Has it really dropped because people genuinely desire less? Or has it dropped because the financial crisis has prevented people from turning their desires into effective demand?

If this second case holds, then your analysis very clearly doesn't apply. If the first case holds, then your analysis does apply. So are you really saying that the first case holds - that people genuinely desire less?

We are back at the definition of supply and demand again. Stated demand is always infinite; revealed demand clearly dropped. Your maneurering inbetween the two does nothing but cause semantic confusion. Your insistence on assigning individual psycology to aggregate demand further muddies the waters.

The clearest way to put it is that the priorities of people have changed. Wouldnt we all love higher aggregate output? Sure. But for meeting a demand for more wine (or whatever), an idle car factories is every bit as useless as idle sand.

Note that the car factory isnt any more or less 'idle' than the aforementioned sand is; is has no value as long as it doesnt fit into the demand picture; that you somehow see it as more valuable than sand is probably either a sunk cost fallacy or some intrinsic theory of value fallacy. Stuff that nobody wants does not have any value.
Quote: Original post by trzy
Bubbles are indicative of an allocation problem. And in an even broader sense, wealth inequality is indicative of an allocation problem.

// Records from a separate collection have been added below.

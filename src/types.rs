//! JSON instance types and sets of them.
//!
//! `integer` is a refinement of `number`: every set that contains `INTEGER`
//! is satisfied by an integral number, and `NUMBER` admits integers too.
use std::fmt;

use bitflags::bitflags;
use serde_json::Value;

#[derive(Debug, Clone, Copy, PartialEq, Eq, Hash, PartialOrd, Ord)]
pub enum JsonType {
    Null,
    Boolean,
    Integer,
    Number,
    String,
    Array,
    Object,
}

impl JsonType {
    pub const ALL: [JsonType; 7] = [
        JsonType::Null,
        JsonType::Boolean,
        JsonType::Integer,
        JsonType::Number,
        JsonType::String,
        JsonType::Array,
        JsonType::Object,
    ];

    pub fn parse(s: &str) -> Option<JsonType> {
        Some(match s {
            "null" => JsonType::Null,
            "boolean" => JsonType::Boolean,
            "integer" => JsonType::Integer,
            "number" => JsonType::Number,
            "string" => JsonType::String,
            "array" => JsonType::Array,
            "object" => JsonType::Object,
            _ => return None,
        })
    }

    pub fn as_str(self) -> &'static str {
        match self {
            JsonType::Null => "null",
            JsonType::Boolean => "boolean",
            JsonType::Integer => "integer",
            JsonType::Number => "number",
            JsonType::String => "string",
            JsonType::Array => "array",
            JsonType::Object => "object",
        }
    }

    /// The most specific type of a concrete value.
    pub fn of(value: &Value) -> JsonType {
        match value {
            Value::Null => JsonType::Null,
            Value::Bool(_) => JsonType::Boolean,
            Value::Number(n) => {
                if n.is_i64() || n.is_u64() || n.as_f64().is_some_and(|f| f.fract() == 0.0) {
                    JsonType::Integer
                } else {
                    JsonType::Number
                }
            }
            Value::String(_) => JsonType::String,
            Value::Array(_) => JsonType::Array,
            Value::Object(_) => JsonType::Object,
        }
    }

    pub fn flag(self) -> TypeSet {
        match self {
            JsonType::Null => TypeSet::NULL,
            JsonType::Boolean => TypeSet::BOOLEAN,
            JsonType::Integer => TypeSet::INTEGER,
            JsonType::Number => TypeSet::NUMBER,
            JsonType::String => TypeSet::STRING,
            JsonType::Array => TypeSet::ARRAY,
            JsonType::Object => TypeSet::OBJECT,
        }
    }
}

impl fmt::Display for JsonType {
    fn fmt(&self, f: &mut fmt::Formatter<'_>) -> fmt::Result {
        f.write_str(self.as_str())
    }
}

bitflags! {
    #[derive(Debug, Clone, Copy, PartialEq, Eq, Hash, Default)]
    pub struct TypeSet: u8 {
        const NULL    = 1 << 0;
        const BOOLEAN = 1 << 1;
        const INTEGER = 1 << 2;
        const NUMBER  = 1 << 3;
        const STRING  = 1 << 4;
        const ARRAY   = 1 << 5;
        const OBJECT  = 1 << 6;
    }
}

impl TypeSet {
    /// Parse the value of a `type` keyword (a name or an array of names).
    pub fn from_schema(value: &Value) -> Option<TypeSet> {
        match value {
            Value::String(s) => JsonType::parse(s).map(JsonType::flag),
            Value::Array(items) => {
                let mut set = TypeSet::empty();
                for item in items {
                    set |= JsonType::parse(item.as_str()?)?.flag();
                }
                Some(set)
            }
            _ => None,
        }
    }

    pub fn types(self) -> impl Iterator<Item = JsonType> {
        JsonType::ALL.into_iter().filter(move |t| self.contains(t.flag()))
    }

    /// Whether a value of type `ty` is admitted by this set.
    pub fn admits(self, ty: JsonType) -> bool {
        match ty {
            JsonType::Integer => self.intersects(TypeSet::INTEGER | TypeSet::NUMBER),
            other => self.contains(other.flag()),
        }
    }

    /// Whether a value could satisfy both sets.
    pub fn overlaps(self, other: TypeSet) -> bool {
        self.intersects(other)
            || (self.contains(TypeSet::NUMBER) && other.contains(TypeSet::INTEGER))
            || (self.contains(TypeSet::INTEGER) && other.contains(TypeSet::NUMBER))
    }

    pub fn matches(self, value: &Value) -> bool {
        self.admits(JsonType::of(value))
    }

    pub fn names(self) -> Vec<&'static str> {
        self.types().map(JsonType::as_str).collect()
    }
}

impl fmt::Display for TypeSet {
    fn fmt(&self, f: &mut fmt::Formatter<'_>) -> fmt::Result {
        f.write_str(&self.names().join(","))
    }
}

#[cfg(test)]
mod tests {
    use super::*;
    use serde_json::json;

    #[test]
    fn integer_is_admitted_by_number() {
        let set = TypeSet::from_schema(&json!("number")).unwrap();
        assert!(set.matches(&json!(3)));
        assert!(set.matches(&json!(3.5)));
        let ints = TypeSet::from_schema(&json!(["integer", "null"])).unwrap();
        assert!(ints.matches(&json!(2.0)));
        assert!(!ints.matches(&json!(2.5)));
        assert!(ints.matches(&json!(null)));
    }

    #[test]
    fn unknown_type_names_are_rejected() {
        assert!(TypeSet::from_schema(&json!("any")).is_none());
        assert!(TypeSet::from_schema(&json!(["string", 3])).is_none());
    }
}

Bubbles indicate market failure.

Quote: Original post by trzy
Central planning doesn't work. Expanding the government does not make the economy more productive. Rather than allowing markets to clear and money to be allocated to activities that create sustainable growth, it instead flows to prop up or expand existing activities.


Central planning worked well during WWII. It's a question of conditions and your one size hates all government approach is ill informed. You can't have a big economy without a big government because big economies make big demands on government.

Quote: Original post by trzy
Investing in road repairs and bridges in places that need them is a great idea, but what if you build bridges to nowhere, like Japan did, in order to prop up a powerful construction sector? What happens when the projects are over? You'll be left with construction firms unable to meet even larger payrolls asking for even more money to support the status quo. What if what we need to do is export more? How will expanding local government bureaucracies help?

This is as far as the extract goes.